Select a string when data in the string varies

Question

Select a string when data in the string varies

Viewing 15 posts - 16 through 30 (of 33 total)

You must be logged in to reply to this topic. Login to reply

Jeff Moden SSC Guru Points: 1004363 More actions · Answer 1

WayneS (4/14/2010)
bill.brazell (4/14/2010)
This is looking very promising. Thank you.
As for the output, I'd prefer that it not include the name of the delimiter, only the value. i.e. "Ping" instead of "Cmd=Ping" Is this doable? Thanks again!
Yes it is.

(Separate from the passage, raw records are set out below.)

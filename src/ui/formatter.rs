//! Pure formatting functions for UI output.
//!
//! This module contains all display/formatting logic separated from user interaction.
//! The `format_*` functions return plain strings and are testable; `display_*`
//! functions style and print them.

use console::style;

use crate::boundary::BoundaryWarning;
use crate::cli::UpdateResult;
use crate::domain::Version;
use crate::error::ReadError;
use crate::manifest::ManifestEntry;

/// Format and print an error message in red.
pub fn display_error(message: &str) {
    eprintln!("{} {}", style("ERROR:").red(), message);
}

/// Format and print a status message with yellow arrow.
pub fn display_status(message: &str) {
    println!("{} {}", style("→").yellow(), message);
}

/// Display a boundary warning to the user.
pub fn display_boundary_warning(warning: &BoundaryWarning) {
    eprintln!("{} {}", style("⚠ WARNING:").yellow(), warning);
}

/// One report line for an entry, without styling.
pub fn format_update_result(result: &UpdateResult, dry_run: bool) -> String {
    match &result.outcome {
        Ok(change) if dry_run => format!(
            "Would update {} from {} to {}",
            result.file, change.previous, change.new
        ),
        Ok(change) => format!(
            "Updated {} from {} to {}",
            result.file, change.previous, change.new
        ),
        Err(e) => format!("Error updating {}: {}", result.file, e),
    }
}

/// Summary line shown after all entries.
pub fn format_summary(results: &[UpdateResult], dry_run: bool) -> String {
    let succeeded = results.iter().filter(|r| r.is_success()).count();
    let failed = results.len() - succeeded;
    let verb = if dry_run { "would be updated" } else { "updated" };
    format!(
        "{} of {} file(s) {}, {} failed",
        succeeded,
        results.len(),
        verb,
        failed
    )
}

/// One report line for an entry with its status marker.
///
/// Failed entries carry a red cross instead of the `ERROR:` prefix, since the
/// line already says what went wrong.
pub fn format_report_line(result: &UpdateResult, dry_run: bool) -> String {
    let marker = if result.is_success() {
        style("✓").green()
    } else {
        style("✗").red().for_stderr()
    };
    format!("{} {}", marker, format_update_result(result, dry_run))
}

/// Display the outcome of every entry followed by a summary.
///
/// Each entry gets exactly one line: a green check for success on stdout or
/// a red cross naming the cause on stderr.
pub fn display_update_results(results: &[UpdateResult], dry_run: bool) {
    for result in results {
        let line = format_report_line(result, dry_run);
        if result.is_success() {
            println!("{}", line);
        } else {
            eprintln!("{}", line);
        }
    }

    if !results.is_empty() {
        println!("\n{}", style(format_summary(results, dry_run)).bold());
    }
}

/// Display manifest entries with their current versions.
pub fn display_manifest(entries: &[(ManifestEntry, Result<Version, ReadError>)]) {
    println!("{}", style("Manifest entries:").bold());
    for (entry, current) in entries {
        match current {
            Ok(version) => println!(
                "  - {} [{}] {}",
                entry.file,
                entry.field,
                style(version).green()
            ),
            Err(e) => println!("  - {} [{}] {}", entry.file, entry.field, style(e).red()),
        }
    }
}
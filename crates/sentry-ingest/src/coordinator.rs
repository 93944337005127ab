use std::collections::HashMap;
use std::sync::Arc;

use sentry_core::CoreError;
use sentry_database::ShardPool;
use sentry_registry::{ProjectRegistry, RegistryError};

use crate::auth::{gunzip, resolve_sentry_key};
use crate::envelope::{parse_envelope, parse_legacy_event};
use crate::shard::Shard;
use crate::types::IngestOutcome;

/// Raw transport-level inputs the coordinator needs from whatever HTTP
/// framework is fronting it, kept framework-agnostic so this crate has no
/// dependency on axum (§4.4).
pub struct IngestRequest {
    pub project_id: String,
    pub query_params: HashMap<String, String>,
    pub sentry_auth_header: Option<String>,
    pub authorization_header: Option<String>,
    pub content_encoding: Option<String>,
    pub body: Vec<u8>,
}

#[derive(Debug, Clone, serde::Serialize)]
pub struct IngestResponse {
    pub id: Option<String>,
}

/// Entry point for both the envelope and legacy `/store/` endpoints (§4.4).
/// Resolves the sentry key from whichever source carried it, looks the owning
/// project up in the registry, and fans each event item out to that project's
/// shard. A failure on one item in a multi-item envelope does not fail its
/// siblings — each dispatch is independently caught and logged.
pub struct IngestionCoordinator {
    registry: Arc<ProjectRegistry>,
    shards: Arc<ShardPool>,
}

impl IngestionCoordinator {
    pub fn new(registry: Arc<ProjectRegistry>, shards: Arc<ShardPool>) -> Self {
        Self { registry, shards }
    }

    pub async fn ingest_envelope(&self, request: IngestRequest) -> Result<IngestResponse, CoreError> {
        let body = self.decompress(&request)?;
        let text = String::from_utf8(body)
            .map_err(|e| CoreError::ParseFailed(format!("body is not valid utf-8: {e}")))?;

        let envelope =
            parse_envelope(&text).map_err(|e| CoreError::ParseFailed(e.to_string()))?;

        let events: Vec<_> = envelope.event_items().cloned().collect();
        if events.is_empty() {
            return Ok(IngestResponse { id: None });
        }

        self.dispatch(&request, events).await
    }

    pub async fn ingest_legacy_event(&self, request: IngestRequest) -> Result<IngestResponse, CoreError> {
        let body = self.decompress(&request)?;
        let text = String::from_utf8(body)
            .map_err(|e| CoreError::ParseFailed(format!("body is not valid utf-8: {e}")))?;

        let event =
            parse_legacy_event(&text).map_err(|e| CoreError::ParseFailed(e.to_string()))?;

        self.dispatch(&request, vec![event]).await
    }

    fn decompress(&self, request: &IngestRequest) -> Result<Vec<u8>, CoreError> {
        let is_gzip = request
            .content_encoding
            .as_deref()
            .map(|enc| enc.eq_ignore_ascii_case("gzip"))
            .unwrap_or(false);

        if is_gzip {
            gunzip(&request.body)
                .map_err(|e| CoreError::DecompressionFailed(e.to_string()))
        } else {
            Ok(request.body.clone())
        }
    }

    async fn dispatch(
        &self,
        request: &IngestRequest,
        events: Vec<serde_json::Value>,
    ) -> Result<IngestResponse, CoreError> {
        let sentry_key = resolve_sentry_key(
            &request.query_params,
            request.sentry_auth_header.as_deref(),
            request.authorization_header.as_deref(),
        )
        .ok_or(CoreError::MissingAuth)?;

        // An unknown key is an auth failure here, not a 404: the Query Facade's
        // 404-not-403 contract (§4.5) doesn't apply to SDK ingestion (§4.4).
        let project = self
            .registry
            .get_project_by_key(&sentry_key)
            .await
            .map_err(|err| match err {
                RegistryError::NotFound => CoreError::InvalidAuth,
                other => CoreError::from(other),
            })?;

        if project.id != request.project_id {
            return Err(CoreError::ProjectMismatch);
        }

        let handle = self
            .shards
            .get(&project.id)
            .await
            .map_err(|e| CoreError::Internal(e.into()))?;
        let write_lock = self.shards.write_lock(&project.id).await;
        let shard = Shard::new(handle, write_lock);

        let mut first_outcome: Option<IngestOutcome> = None;
        let mut first_attempted_id: Option<String> = None;

        for event in events {
            let attempted_id = event
                .get("event_id")
                .and_then(serde_json::Value::as_str)
                .map(str::to_string);
            if first_attempted_id.is_none() {
                first_attempted_id = attempted_id.clone();
            }

            match shard.ingest(event).await {
                Ok(outcome) => {
                    if first_outcome.is_none() {
                        first_outcome = Some(outcome);
                    }
                }
                Err(err) => {
                    tracing::warn!(
                        project_id = %project.id,
                        error = %err,
                        "failed to ingest one event in a multi-item envelope"
                    );
                }
            }
        }

        let id = first_outcome
            .map(|outcome| outcome.event_id)
            .or(first_attempted_id);

        Ok(IngestResponse { id })
    }
}

#[cfg(test)]
mod tests {
    use super::*;
    use sentry_database::ShardPool;
    use sentry_registry::ProjectRegistry;
    use sentry_database::open_sqlite;
    use tempfile::tempdir;

    async fn test_setup() -> (IngestionCoordinator, sentry_registry::Project, tempfile::TempDir) {
        let dir = tempdir().unwrap();
        let registry_db = open_sqlite("sqlite::memory:").await.unwrap();
        sentry_database::create_registry_schema(&registry_db).await.unwrap();
        let registry = Arc::new(ProjectRegistry::new(registry_db));
        let project = registry
            .create_project("Test App", "javascript", "user-1")
            .await
            .unwrap();

        let shards = Arc::new(ShardPool::new(dir.path().to_path_buf(), 4));
        let coordinator = IngestionCoordinator::new(registry, shards);
        (coordinator, project, dir)
    }

    #[tokio::test]
    async fn ingests_a_single_item_envelope() {
        let (coordinator, project, _dir) = test_setup().await;
        let body = "{}\n{\"type\":\"event\"}\n{\"message\":\"hello\",\"level\":\"error\"}\n";

        let request = IngestRequest {
            project_id: project.id.clone(),
            query_params: HashMap::from([("sentry_key".to_string(), project.public_key.clone())]),
            sentry_auth_header: None,
            authorization_header: None,
            content_encoding: None,
            body: body.as_bytes().to_vec(),
        };

        let response = coordinator.ingest_envelope(request).await.unwrap();
        assert!(response.id.is_some());
    }

    #[tokio::test]
    async fn project_id_mismatch_is_rejected() {
        let (coordinator, project, _dir) = test_setup().await;
        let body = "{}\n{\"type\":\"event\"}\n{\"message\":\"hi\"}\n";

        let request = IngestRequest {
            project_id: "not-this-project".to_string(),
            query_params: HashMap::from([("sentry_key".to_string(), project.public_key.clone())]),
            sentry_auth_header: None,
            authorization_header: None,
            content_encoding: None,
            body: body.as_bytes().to_vec(),
        };

        let result = coordinator.ingest_envelope(request).await;
        assert!(matches!(result, Err(CoreError::ProjectMismatch)));
    }

    #[tokio::test]
    async fn missing_sentry_key_is_rejected() {
        let (coordinator, project, _dir) = test_setup().await;
        let body = "{}\n{\"type\":\"event\"}\n{\"message\":\"hi\"}\n";

        let request = IngestRequest {
            project_id: project.id.clone(),
            query_params: HashMap::new(),
            sentry_auth_header: None,
            authorization_header: None,
            content_encoding: None,
            body: body.as_bytes().to_vec(),
        };

        let result = coordinator.ingest_envelope(request).await;
        assert!(matches!(result, Err(CoreError::MissingAuth)));
    }

    #[tokio::test]
    async fn concurrent_first_events_for_the_same_fingerprint_fold_into_one_issue() {
        // Regression test for the shard write lock being shared across the
        // coordinator's per-request `Shard` instances (§5 single-writer-per-
        // shard, §8 count consistency). Before the fix, each `dispatch` call
        // built its own fresh `Mutex`, so two concurrent first-events for a
        // brand-new fingerprint could both observe "no existing issue" and
        // race the `issues.fingerprint` unique constraint.
        let dir = tempdir().unwrap();
        let registry_db = open_sqlite("sqlite::memory:").await.unwrap();
        sentry_database::create_registry_schema(&registry_db).await.unwrap();
        let registry = Arc::new(ProjectRegistry::new(registry_db));
        let project = registry
            .create_project("Race App", "javascript", "user-1")
            .await
            .unwrap();

        let shards = Arc::new(ShardPool::new(dir.path().to_path_buf(), 4));
        let coordinator = Arc::new(IngestionCoordinator::new(registry.clone(), shards.clone()));

        let body = "{}\n{\"type\":\"event\"}\n\
            {\"exception\":{\"values\":[{\"type\":\"RaceError\",\"value\":\"boom\"}]}}\n";

        let mut handles = Vec::new();
        for _ in 0..8 {
            let coordinator = coordinator.clone();
            let request = IngestRequest {
                project_id: project.id.clone(),
                query_params: HashMap::from([(
                    "sentry_key".to_string(),
                    project.public_key.clone(),
                )]),
                sentry_auth_header: None,
                authorization_header: None,
                content_encoding: None,
                body: body.as_bytes().to_vec(),
            };
            handles.push(tokio::spawn(
                async move { coordinator.ingest_envelope(request).await },
            ));
        }
        for handle in handles {
            handle.await.unwrap().unwrap();
        }

        let write_lock = shards.write_lock(&project.id).await;
        let shard = Shard::new(shards.get(&project.id).await.unwrap(), write_lock);
        let page = shard.get_issues(crate::types::IssueFilter::default()).await.unwrap();
        assert_eq!(page.issues.len(), 1, "all 8 events must fold into one issue");
        assert_eq!(page.issues[0].count, 8, "no event may be dropped to a constraint race");
    }

    #[tokio::test]
    async fn unknown_sentry_key_is_invalid_auth_not_not_found() {
        let (coordinator, project, _dir) = test_setup().await;
        let body = "{}\n{\"type\":\"event\"}\n{\"message\":\"hi\"}\n";

        let request = IngestRequest {
            project_id: project.id.clone(),
            query_params: HashMap::from([("sentry_key".to_string(), "bogus-key".to_string())]),
            sentry_auth_header: None,
            authorization_header: None,
            content_encoding: None,
            body: body.as_bytes().to_vec(),
        };

        let result = coordinator.ingest_envelope(request).await;
        assert!(matches!(result, Err(CoreError::InvalidAuth)));
    }

    #[tokio::test]
    async fn legacy_store_event_is_accepted() {
        let (coordinator, project, _dir) = test_setup().await;
        let body = "{\"message\":\"legacy\",\"level\":\"info\"}";

        let request = IngestRequest {
            project_id: project.id.clone(),
            query_params: HashMap::from([("sentry_key".to_string(), project.public_key.clone())]),
            sentry_auth_header: None,
            authorization_header: None,
            content_encoding: None,
            body: body.as_bytes().to_vec(),
        };

        let response = coordinator.ingest_legacy_event(request).await.unwrap();
        assert!(response.id.is_some());
    }
}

And this is a perfect reason why you should have included the expected results in your original request... it would have been done right the first time, instead of having to come back to it. Please read the first link in my signature for how to post data for faster, tested results that do what you want, and just be sure to include how you want the results.
Anyway, change the last select to this:
SELECT t1.date, t1.time,
[Cmd] = MAX(CASE WHEN LEFT(Item,4) = 'Cmd=' THEN SUBSTRING(Item, 5, 50) ELSE NULL END),
= MAX(CASE WHEN LEFT(Item,5) = 'User=' THEN SUBSTRING(Item, 6, 50) ElSE NULL END),
[DeviceID] = MAX(CASE WHEN LEFT(Item,9) = 'DeviceID=' THEN SUBSTRING(Item, 10, 50) ELSE NULL END),
[DeviceType] = MAX(CASE WHEN LEFT(Item, 11) = 'DeviceType=' THEN SUBSTRING(Item, 12, 50) ELSE NULL END),
[LOG] = MAX(CASE WHEN LEFT(Item,4) = 'Log=' THEN SUBSTRING(Item, 5, 50) ELSE NULL END)
FROM #mytable t1
CROSS APPLY DelimitedSplit(csuriquery, @Delimiter) t2
GROUP BY t1.date, t1.time
ORDER BY t1.date, t1.time

Wayne... just split on the "=" sign using SUBSTRING and CHARINDEX. It doesn't need to be Pivoted using a CrossTab to be used very effectively.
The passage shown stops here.